**Task instructions**:
Report only the number of lines in this material that include "ParseLimits".

**Record excerpts**:
################
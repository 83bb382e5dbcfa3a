use crate::value::TransferCoding;

derive_non_empty_list_header! {
    #[header(name = TRANSFER_ENCODING)]
    /// `Transfer-Encoding` header, defined in
    /// [RFC9112](https://www.rfc-editor.org/rfc/rfc9112#section-6.1)
    ///
    /// The `Transfer-Encoding` header field lists the transfer coding names
    /// corresponding to the sequence of transfer codings that have been (or
    /// will be) applied to the payload body in order to form the message
    /// body.
    ///
    /// # ABNF
    ///
    /// ```text
    /// Transfer-Encoding = #transfer-coding
    /// ```
    ///
    /// # Example values
    /// * `chunked`
    /// * `gzip, chunked`
    #[derive(Clone, Debug, PartialEq, Eq)]
    pub struct TransferEncoding(pub NonEmptyVec<TransferCoding>);
}

impl TransferEncoding {
    /// Constructor for the most common Transfer-Encoding, `chunked`.
    #[must_use]
    pub fn chunked() -> Self {
        Self::new(TransferCoding::CHUNKED)
    }

    /// Returns whether this ends with the `chunked` encoding.
    #[must_use]
    pub fn is_chunked(&self) -> bool {
        self.0.last().is_chunked()
    }
}
use hval_parse::Cursor;
use hval_parse::char_class::{CTEXT, QUOTED_PAIR};
use hval_utils::macros::error::static_str_error;
use smol_str::SmolStr;
use std::fmt::{self, Write as _};

use crate::Grammar;

static_str_error! {
    /// The text contains a character that cannot be written in a comment.
    pub struct InvalidComment = "invalid comment text";
}

/// Maximum nesting of comments within a comment.
pub const MAX_COMMENT_DEPTH: usize = 64;

/// A parenthesized comment, as found in `User-Agent`, `Server` and `Via`.
///
/// ```text
/// comment = "(" *( ctext / quoted-pair / comment ) ")"
/// ```
///
/// The text is stored unescaped and without the outer parentheses.
/// Nested comments keep their parentheses. On output every `(`, `)`
/// and `\` is escaped, which reads back as the same text.
#[derive(Debug, Clone, PartialEq, Eq, Hash)]
pub struct Comment(SmolStr);

impl Comment {
    /// Create a comment with the given text.
    pub fn new(text: &str) -> Result<Self, InvalidComment> {
        if text.chars().all(|c| QUOTED_PAIR.contains(c)) {
            Ok(Self(SmolStr::new(text)))
        } else {
            Err(InvalidComment)
        }
    }

    /// The unescaped text, without the outer parentheses.
    #[must_use]
    pub fn text(&self) -> &str {
        &self.0
    }
}

fn nested(cursor: &mut Cursor<'_>, text: &mut String, depth: usize) -> Option<()> {
    let start = cursor.position();
    let result = nested_inner(cursor, text, depth);
    if result.is_none() {
        cursor.set_position(start);
    }
    result
}

fn nested_inner(cursor: &mut Cursor<'_>, text: &mut String, depth: usize) -> Option<()> {
    if depth > MAX_COMMENT_DEPTH {
        return None;
    }
    cursor.advance_if(|c| c == '(')?;
    loop {
        match cursor.advance()? {
            ')' => return Some(()),
            '(' => {
                cursor.pushback();
                text.push('(');
                nested(cursor, text, depth + 1)?;
                text.push(')');
            }
            '\\' => text.push(cursor.advance_if(|c| QUOTED_PAIR.contains(c))?),
            c if CTEXT.contains(c) => text.push(c),
            _ => return None,
        }
    }
}

impl Grammar for Comment {
    fn parse_from(cursor: &mut Cursor<'_>) -> Option<Self> {
        let mut text = String::new();
        nested(cursor, &mut text, 1)?;
        Some(Self(SmolStr::from(text)))
    }
}

impl fmt::Display for Comment {
    fn fmt(&self, f: &mut fmt::Formatter<'_>) -> fmt::Result {
        f.write_char('(')?;
        for c in self.0.chars() {
            if matches!(c, '(' | ')' | '\\') {
                f.write_char('\\')?;
            }
            f.write_char(c)?;
        }
        f.write_char(')')
    }
}

impl_str_codec!(Comment);
use crate::{Cursor, Parser};
use std::error;
use std::fmt::{self, Display, Formatter};

/// Default for [`ParseLimits::max_input_len`], in bytes.
pub const DEFAULT_MAX_INPUT_LEN: usize = 8 * 1024;

/// Limits applied by [`parse_with_limits`] before any parsing happens.
///
/// Parsing time is bounded by the input length, so capping the length
/// of a header value bounds the work done on it.
#[derive(Debug, Clone, Copy, PartialEq, Eq)]
pub struct ParseLimits {
    max_input_len: usize,
}

impl ParseLimits {
    /// Create [`ParseLimits`] with the default values.
    #[must_use]
    pub const fn new() -> Self {
        Self {
            max_input_len: DEFAULT_MAX_INPUT_LEN,
        }
    }

    /// Maximum input length in bytes.
    #[must_use]
    pub const fn max_input_len(&self) -> usize {
        self.max_input_len
    }

    /// Set the maximum input length in bytes.
    #[must_use]
    pub const fn with_max_input_len(mut self, max: usize) -> Self {
        self.max_input_len = max;
        self
    }

    /// Set the maximum input length in bytes.
    pub fn set_max_input_len(&mut self, max: usize) -> &mut Self {
        self.max_input_len = max;
        self
    }

    /// No limits at all.
    #[must_use]
    pub const fn unlimited() -> Self {
        Self {
            max_input_len: usize::MAX,
        }
    }
}

impl Default for ParseLimits {
    fn default() -> Self {
        Self::new()
    }
}

/// The error returned when a complete input could not be parsed.
#[derive(Debug, Clone, PartialEq, Eq)]
pub struct ParseError {
    kind: Kind,
}

#[derive(Debug, Clone, PartialEq, Eq)]
enum Kind {
    NoMatch,
    TrailingInput { position: usize },
    TooLong { len: usize, max: usize },
}

impl ParseError {
    /// Create a 'no match' error.
    #[must_use]
    pub const fn no_match() -> Self {
        Self {
            kind: Kind::NoMatch,
        }
    }

    /// Create a 'trailing input' error for input left at `position`.
    #[must_use]
    pub const fn trailing_input(position: usize) -> Self {
        Self {
            kind: Kind::TrailingInput { position },
        }
    }

    /// Create a 'too long' error.
    #[must_use]
    pub const fn too_long(len: usize, max: usize) -> Self {
        Self {
            kind: Kind::TooLong { len, max },
        }
    }

    /// The grammar did not match the start of the input.
    #[must_use]
    pub const fn is_no_match(&self) -> bool {
        matches!(self.kind, Kind::NoMatch)
    }

    /// The grammar matched but left input unconsumed.
    #[must_use]
    pub const fn is_trailing_input(&self) -> bool {
        matches!(self.kind, Kind::TrailingInput { .. })
    }

    /// The input exceeded [`ParseLimits::max_input_len`].
    #[must_use]
    pub const fn is_too_long(&self) -> bool {
        matches!(self.kind, Kind::TooLong { .. })
    }

    /// Byte offset of the first unconsumed character,
    /// for a 'trailing input' error.
    #[must_use]
    pub const fn position(&self) -> Option<usize> {
        match self.kind {
            Kind::TrailingInput { position } => Some(position),
            Kind::NoMatch | Kind::TooLong { .. } => None,
        }
    }
}

impl Display for ParseError {
    fn fmt(&self, f: &mut Formatter) -> fmt::Result {
        match &self.kind {
            Kind::NoMatch => f.write_str("invalid header value: no match"),
            Kind::TrailingInput { position } => {
                write!(f, "invalid header value: unexpected input at {position}")
            }
            Kind::TooLong { len, max } => {
                write!(f, "invalid header value: {len} bytes exceeds limit of {max}")
            }
        }
    }
}

impl error::Error for ParseError {}

/// Parse all of `input` with `parser`, using the default [`ParseLimits`].
///
/// Fails when the parser does not match, or matches
/// without consuming the complete input.
///
/// ```
/// use hval_parse::{comma_separator, list, parse_with, token};
///
/// let values = parse_with("gzip, br", list(token, comma_separator)).unwrap();
/// assert_eq!(values.len(), 2);
///
/// let err = parse_with("gzip, br;", list(token, comma_separator)).unwrap_err();
/// assert_eq!(err.position(), Some(8));
/// ```
pub fn parse_with<'a, P>(input: &'a str, parser: P) -> Result<P::Output, ParseError>
where
    P: Parser<'a>,
{
    parse_with_limits(input, parser, ParseLimits::default())
}

/// Parse all of `input` with `parser`, enforcing `limits` first.
pub fn parse_with_limits<'a, P>(
    input: &'a str,
    parser: P,
    limits: ParseLimits,
) -> Result<P::Output, ParseError>
where
    P: Parser<'a>,
{
    if input.len() > limits.max_input_len {
        tracing::trace!(
            len = input.len(),
            max = limits.max_input_len,
            "header value exceeds parse limits",
        );
        return Err(ParseError::too_long(input.len(), limits.max_input_len));
    }

    let mut cursor = Cursor::new(input);
    let Some(output) = parser.parse(&mut cursor) else {
        tracing::trace!(input, "header value did not match grammar");
        return Err(ParseError::no_match());
    };
    if !cursor.is_at_end() {
        tracing::trace!(
            input,
            position = cursor.position(),
            "header value has trailing input",
        );
        return Err(ParseError::trailing_input(cursor.position()));
    }
    Ok(output)
}

#[cfg(test)]
mod tests {
    use super::*;
    use crate::{integer, token};
    use tracing_test::traced_test;

    #[test]
    fn test_parse_with() {
        assert_eq!(parse_with("42", integer), Ok(42));

        let err = parse_with("", integer).unwrap_err();
        assert!(err.is_no_match());
        assert_eq!(err.position(), None);

        let err = parse_with("42 ", integer).unwrap_err();
        assert!(err.is_trailing_input());
        assert_eq!(err.position(), Some(2));
        assert_eq!(err.to_string(), "invalid header value: unexpected input at 2");
    }

    #[test]
    fn test_parse_with_limits() {
        let long = "a".repeat(DEFAULT_MAX_INPUT_LEN + 1);
        let err = parse_with(&long, token).unwrap_err();
        assert!(err.is_too_long());

        let limits = ParseLimits::new().with_max_input_len(4);
        assert!(parse_with_limits("abcde", token, limits).unwrap_err().is_too_long());
        assert_eq!(parse_with_limits("abcd", token, limits), Ok("abcd"));

        let mut limits = ParseLimits::default();
        limits.set_max_input_len(usize::MAX);
        assert_eq!(limits, ParseLimits::unlimited());
        assert_eq!(parse_with_limits(&long, token, limits).map(str::len), Ok(long.len()));
    }

    #[test]
    #[traced_test]
    fn test_parse_with_logs_trailing_position() {
        assert!(parse_with("no-cache;", token).is_err());
        assert!(logs_contain("header value has trailing input"));
        assert!(logs_contain("position=8"));
    }
}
################
**Solution for this problem**:
12